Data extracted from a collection
[Start of section]

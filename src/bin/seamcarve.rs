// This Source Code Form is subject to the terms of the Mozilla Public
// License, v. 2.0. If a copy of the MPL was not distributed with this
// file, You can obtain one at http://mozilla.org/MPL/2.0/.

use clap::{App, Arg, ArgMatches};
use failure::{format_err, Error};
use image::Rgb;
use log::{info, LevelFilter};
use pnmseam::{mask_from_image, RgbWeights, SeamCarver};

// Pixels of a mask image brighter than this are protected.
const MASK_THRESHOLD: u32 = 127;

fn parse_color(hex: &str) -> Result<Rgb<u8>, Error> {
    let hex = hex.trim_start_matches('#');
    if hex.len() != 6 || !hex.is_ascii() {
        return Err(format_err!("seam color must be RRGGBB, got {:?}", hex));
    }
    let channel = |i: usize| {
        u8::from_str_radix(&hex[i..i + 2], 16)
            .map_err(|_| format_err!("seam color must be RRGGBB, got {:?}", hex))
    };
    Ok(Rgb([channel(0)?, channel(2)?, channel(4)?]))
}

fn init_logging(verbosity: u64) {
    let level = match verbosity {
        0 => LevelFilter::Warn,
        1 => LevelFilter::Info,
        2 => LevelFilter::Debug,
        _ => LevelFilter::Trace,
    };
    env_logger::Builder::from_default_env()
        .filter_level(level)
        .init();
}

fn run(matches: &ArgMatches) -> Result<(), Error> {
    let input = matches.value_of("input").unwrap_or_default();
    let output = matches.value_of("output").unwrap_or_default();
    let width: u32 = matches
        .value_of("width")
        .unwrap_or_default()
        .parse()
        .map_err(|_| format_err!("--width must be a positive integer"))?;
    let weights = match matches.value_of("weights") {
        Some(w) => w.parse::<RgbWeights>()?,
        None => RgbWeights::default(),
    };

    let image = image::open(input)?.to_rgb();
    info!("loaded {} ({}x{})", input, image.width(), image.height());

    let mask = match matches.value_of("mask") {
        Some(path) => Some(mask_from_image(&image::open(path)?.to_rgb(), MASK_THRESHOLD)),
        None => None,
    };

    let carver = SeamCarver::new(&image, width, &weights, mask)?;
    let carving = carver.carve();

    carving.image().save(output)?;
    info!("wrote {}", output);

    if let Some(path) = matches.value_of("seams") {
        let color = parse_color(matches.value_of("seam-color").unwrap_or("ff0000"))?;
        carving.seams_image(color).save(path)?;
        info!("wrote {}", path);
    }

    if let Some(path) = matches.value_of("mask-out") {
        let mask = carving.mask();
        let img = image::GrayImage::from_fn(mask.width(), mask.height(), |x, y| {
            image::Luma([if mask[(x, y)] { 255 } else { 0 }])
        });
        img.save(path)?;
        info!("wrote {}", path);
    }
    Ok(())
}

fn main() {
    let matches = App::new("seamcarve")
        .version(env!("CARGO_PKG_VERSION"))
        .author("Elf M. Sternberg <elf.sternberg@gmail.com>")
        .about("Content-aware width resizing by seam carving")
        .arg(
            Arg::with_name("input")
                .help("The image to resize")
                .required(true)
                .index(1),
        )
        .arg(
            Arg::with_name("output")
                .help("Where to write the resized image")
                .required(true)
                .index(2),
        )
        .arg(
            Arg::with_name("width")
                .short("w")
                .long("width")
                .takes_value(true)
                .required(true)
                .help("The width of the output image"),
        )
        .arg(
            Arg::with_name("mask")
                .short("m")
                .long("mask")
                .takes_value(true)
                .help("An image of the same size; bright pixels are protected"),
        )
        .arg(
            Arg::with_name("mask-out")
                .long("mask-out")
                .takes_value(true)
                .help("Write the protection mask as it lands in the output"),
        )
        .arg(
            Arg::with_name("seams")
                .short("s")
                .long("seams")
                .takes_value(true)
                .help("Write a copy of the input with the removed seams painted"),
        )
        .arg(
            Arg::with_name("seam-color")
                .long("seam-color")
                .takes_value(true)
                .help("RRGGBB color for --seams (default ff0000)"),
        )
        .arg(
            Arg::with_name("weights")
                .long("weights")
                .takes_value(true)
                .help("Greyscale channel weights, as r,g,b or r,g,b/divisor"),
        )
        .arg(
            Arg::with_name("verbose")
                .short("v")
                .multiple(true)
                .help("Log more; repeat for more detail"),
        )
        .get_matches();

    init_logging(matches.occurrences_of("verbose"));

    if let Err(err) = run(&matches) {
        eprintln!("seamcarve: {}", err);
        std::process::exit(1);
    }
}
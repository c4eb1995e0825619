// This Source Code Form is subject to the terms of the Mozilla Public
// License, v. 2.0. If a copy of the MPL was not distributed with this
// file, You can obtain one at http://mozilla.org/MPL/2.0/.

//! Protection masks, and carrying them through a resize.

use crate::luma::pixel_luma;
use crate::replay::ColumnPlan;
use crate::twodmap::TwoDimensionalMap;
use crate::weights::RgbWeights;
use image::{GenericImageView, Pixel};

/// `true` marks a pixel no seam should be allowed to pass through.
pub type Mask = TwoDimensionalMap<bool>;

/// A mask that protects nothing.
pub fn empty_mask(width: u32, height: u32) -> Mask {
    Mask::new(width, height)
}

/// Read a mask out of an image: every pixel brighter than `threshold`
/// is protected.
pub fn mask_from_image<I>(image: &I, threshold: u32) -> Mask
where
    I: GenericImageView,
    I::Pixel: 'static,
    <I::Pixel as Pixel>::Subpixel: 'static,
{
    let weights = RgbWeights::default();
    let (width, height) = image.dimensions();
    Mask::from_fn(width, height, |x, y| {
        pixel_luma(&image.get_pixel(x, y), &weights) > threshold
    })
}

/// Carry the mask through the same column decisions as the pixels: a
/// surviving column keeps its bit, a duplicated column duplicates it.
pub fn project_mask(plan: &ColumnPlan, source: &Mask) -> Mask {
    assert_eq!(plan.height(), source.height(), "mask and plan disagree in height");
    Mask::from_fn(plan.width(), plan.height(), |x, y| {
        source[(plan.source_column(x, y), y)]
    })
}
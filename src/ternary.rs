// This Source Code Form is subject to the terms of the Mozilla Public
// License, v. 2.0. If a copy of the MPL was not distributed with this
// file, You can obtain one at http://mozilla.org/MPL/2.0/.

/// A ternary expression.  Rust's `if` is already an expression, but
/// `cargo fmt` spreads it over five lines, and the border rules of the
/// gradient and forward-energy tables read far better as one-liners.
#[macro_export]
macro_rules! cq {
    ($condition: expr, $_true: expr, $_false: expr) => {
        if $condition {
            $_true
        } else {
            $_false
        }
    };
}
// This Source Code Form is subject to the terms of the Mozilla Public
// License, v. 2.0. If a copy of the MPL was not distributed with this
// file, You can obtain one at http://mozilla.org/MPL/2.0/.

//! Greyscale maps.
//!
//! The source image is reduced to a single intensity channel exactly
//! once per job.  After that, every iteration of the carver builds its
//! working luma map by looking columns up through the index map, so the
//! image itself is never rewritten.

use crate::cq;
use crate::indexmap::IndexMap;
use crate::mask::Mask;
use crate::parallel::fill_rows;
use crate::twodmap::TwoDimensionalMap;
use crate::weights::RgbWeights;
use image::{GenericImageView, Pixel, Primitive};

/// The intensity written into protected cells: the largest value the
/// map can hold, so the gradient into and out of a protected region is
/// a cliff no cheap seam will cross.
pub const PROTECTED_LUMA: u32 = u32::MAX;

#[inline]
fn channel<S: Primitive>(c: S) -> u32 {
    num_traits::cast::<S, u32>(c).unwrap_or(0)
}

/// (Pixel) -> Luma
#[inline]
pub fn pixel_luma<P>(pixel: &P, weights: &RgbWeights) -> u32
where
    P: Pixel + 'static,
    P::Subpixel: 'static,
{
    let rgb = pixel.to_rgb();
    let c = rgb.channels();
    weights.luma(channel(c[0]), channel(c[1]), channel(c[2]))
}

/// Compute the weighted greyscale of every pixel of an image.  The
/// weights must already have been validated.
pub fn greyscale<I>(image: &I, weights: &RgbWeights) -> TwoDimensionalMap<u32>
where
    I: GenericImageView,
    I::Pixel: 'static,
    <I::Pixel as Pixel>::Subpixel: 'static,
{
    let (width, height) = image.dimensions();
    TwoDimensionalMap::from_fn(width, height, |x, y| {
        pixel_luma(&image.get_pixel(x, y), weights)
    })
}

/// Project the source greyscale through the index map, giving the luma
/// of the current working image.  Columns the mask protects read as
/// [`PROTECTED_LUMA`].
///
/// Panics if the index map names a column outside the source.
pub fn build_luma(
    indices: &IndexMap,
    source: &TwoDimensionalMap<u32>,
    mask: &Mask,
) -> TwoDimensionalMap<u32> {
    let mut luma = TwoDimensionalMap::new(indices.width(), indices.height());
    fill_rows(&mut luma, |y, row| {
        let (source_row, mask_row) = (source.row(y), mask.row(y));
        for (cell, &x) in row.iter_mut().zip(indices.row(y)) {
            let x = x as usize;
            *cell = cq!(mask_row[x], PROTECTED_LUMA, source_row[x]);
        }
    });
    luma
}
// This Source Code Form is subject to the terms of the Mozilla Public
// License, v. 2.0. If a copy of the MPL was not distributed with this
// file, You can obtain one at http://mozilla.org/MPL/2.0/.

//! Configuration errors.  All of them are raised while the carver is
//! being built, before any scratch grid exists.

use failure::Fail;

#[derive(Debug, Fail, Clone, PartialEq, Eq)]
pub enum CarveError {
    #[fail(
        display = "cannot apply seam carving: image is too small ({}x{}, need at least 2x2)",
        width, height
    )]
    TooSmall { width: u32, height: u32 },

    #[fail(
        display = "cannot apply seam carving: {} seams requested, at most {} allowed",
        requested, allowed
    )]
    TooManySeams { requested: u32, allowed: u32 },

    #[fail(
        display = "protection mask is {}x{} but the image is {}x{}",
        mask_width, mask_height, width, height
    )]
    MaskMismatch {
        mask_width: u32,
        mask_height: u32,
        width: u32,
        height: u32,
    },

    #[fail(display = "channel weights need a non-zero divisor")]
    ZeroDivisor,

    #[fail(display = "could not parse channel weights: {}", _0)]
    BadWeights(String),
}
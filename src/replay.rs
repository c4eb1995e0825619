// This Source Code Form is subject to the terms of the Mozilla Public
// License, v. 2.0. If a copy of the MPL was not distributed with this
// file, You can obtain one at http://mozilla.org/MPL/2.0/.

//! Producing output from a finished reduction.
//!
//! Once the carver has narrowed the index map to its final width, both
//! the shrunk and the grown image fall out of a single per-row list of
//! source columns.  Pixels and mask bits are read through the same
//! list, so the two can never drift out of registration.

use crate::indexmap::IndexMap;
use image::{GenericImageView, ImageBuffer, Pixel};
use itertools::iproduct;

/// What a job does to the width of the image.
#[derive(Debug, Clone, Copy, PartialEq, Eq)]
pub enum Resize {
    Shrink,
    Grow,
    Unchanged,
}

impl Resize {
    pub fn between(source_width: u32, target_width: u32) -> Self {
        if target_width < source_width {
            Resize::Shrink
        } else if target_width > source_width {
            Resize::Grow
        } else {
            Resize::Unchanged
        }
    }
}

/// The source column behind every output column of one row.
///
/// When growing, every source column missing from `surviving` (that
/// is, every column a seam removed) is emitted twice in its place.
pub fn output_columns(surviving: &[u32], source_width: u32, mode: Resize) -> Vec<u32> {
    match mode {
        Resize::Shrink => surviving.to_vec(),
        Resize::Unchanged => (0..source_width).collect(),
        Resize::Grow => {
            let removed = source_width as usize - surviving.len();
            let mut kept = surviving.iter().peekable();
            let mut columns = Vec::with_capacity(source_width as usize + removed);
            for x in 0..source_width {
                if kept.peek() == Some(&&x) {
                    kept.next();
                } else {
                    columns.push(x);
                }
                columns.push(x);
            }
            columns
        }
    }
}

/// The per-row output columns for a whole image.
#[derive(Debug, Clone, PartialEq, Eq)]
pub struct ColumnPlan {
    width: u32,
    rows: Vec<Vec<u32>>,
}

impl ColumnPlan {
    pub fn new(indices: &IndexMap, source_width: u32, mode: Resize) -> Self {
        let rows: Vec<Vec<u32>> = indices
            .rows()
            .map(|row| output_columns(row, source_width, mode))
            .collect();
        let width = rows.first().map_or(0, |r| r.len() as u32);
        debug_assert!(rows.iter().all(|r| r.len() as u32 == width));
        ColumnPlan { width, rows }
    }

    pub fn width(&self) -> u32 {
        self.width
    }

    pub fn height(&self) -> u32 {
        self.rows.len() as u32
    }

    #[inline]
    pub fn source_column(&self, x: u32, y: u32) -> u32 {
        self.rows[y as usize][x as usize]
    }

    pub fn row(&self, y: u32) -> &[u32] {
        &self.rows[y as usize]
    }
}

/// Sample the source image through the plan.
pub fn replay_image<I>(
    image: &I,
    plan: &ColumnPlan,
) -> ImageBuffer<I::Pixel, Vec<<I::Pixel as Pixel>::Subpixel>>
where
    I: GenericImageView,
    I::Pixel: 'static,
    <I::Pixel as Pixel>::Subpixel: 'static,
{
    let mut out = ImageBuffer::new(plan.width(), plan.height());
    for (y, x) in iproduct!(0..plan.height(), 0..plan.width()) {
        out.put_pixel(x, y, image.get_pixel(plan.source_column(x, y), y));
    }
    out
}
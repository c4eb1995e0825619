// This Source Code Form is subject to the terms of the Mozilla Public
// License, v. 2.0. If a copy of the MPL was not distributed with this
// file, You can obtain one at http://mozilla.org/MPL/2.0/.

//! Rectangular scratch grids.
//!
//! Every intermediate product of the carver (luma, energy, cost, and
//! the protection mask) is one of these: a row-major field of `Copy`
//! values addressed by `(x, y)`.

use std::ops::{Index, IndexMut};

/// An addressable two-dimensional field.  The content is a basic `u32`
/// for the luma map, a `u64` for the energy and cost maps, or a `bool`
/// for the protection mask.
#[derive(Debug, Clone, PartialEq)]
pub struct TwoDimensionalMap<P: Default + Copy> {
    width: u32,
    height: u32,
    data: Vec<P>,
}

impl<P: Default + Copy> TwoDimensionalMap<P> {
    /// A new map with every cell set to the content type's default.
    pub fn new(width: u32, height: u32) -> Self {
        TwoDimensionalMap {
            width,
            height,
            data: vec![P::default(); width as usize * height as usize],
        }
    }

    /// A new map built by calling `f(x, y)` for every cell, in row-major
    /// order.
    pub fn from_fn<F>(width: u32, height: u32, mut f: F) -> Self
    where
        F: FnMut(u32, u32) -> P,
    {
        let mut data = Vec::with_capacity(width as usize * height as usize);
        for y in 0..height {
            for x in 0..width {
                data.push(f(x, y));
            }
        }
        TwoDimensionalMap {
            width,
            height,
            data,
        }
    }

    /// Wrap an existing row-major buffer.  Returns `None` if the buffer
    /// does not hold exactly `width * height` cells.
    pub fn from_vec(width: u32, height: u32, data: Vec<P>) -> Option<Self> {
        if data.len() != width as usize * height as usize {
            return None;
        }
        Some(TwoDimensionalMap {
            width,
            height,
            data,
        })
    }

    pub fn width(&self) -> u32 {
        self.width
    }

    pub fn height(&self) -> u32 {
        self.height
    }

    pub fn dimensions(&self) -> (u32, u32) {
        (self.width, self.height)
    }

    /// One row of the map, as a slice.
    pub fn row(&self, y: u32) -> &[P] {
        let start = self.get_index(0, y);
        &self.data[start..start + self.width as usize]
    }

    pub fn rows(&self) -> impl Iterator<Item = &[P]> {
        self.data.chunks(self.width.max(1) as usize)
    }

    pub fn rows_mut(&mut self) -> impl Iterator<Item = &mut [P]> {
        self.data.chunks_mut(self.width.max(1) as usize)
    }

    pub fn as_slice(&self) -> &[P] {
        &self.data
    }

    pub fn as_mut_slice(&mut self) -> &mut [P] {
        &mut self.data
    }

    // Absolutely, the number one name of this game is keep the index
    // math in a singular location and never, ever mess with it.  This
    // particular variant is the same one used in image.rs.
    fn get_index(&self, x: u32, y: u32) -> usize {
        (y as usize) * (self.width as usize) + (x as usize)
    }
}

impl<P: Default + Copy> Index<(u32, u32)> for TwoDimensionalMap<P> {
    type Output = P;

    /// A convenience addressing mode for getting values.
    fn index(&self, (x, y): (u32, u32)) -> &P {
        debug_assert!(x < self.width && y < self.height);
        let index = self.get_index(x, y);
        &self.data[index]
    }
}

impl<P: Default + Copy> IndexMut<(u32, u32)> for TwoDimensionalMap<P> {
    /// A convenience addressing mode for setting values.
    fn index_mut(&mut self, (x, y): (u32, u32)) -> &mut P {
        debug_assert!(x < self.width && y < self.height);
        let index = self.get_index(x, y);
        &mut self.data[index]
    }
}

[End of section]

Requirement
Working through the records above, copy each line in which "kept" is found.

Response to this exercise
            let mut kept = surviving.iter().peekable();
                if kept.peek() == Some(&&x) {
                    kept.next();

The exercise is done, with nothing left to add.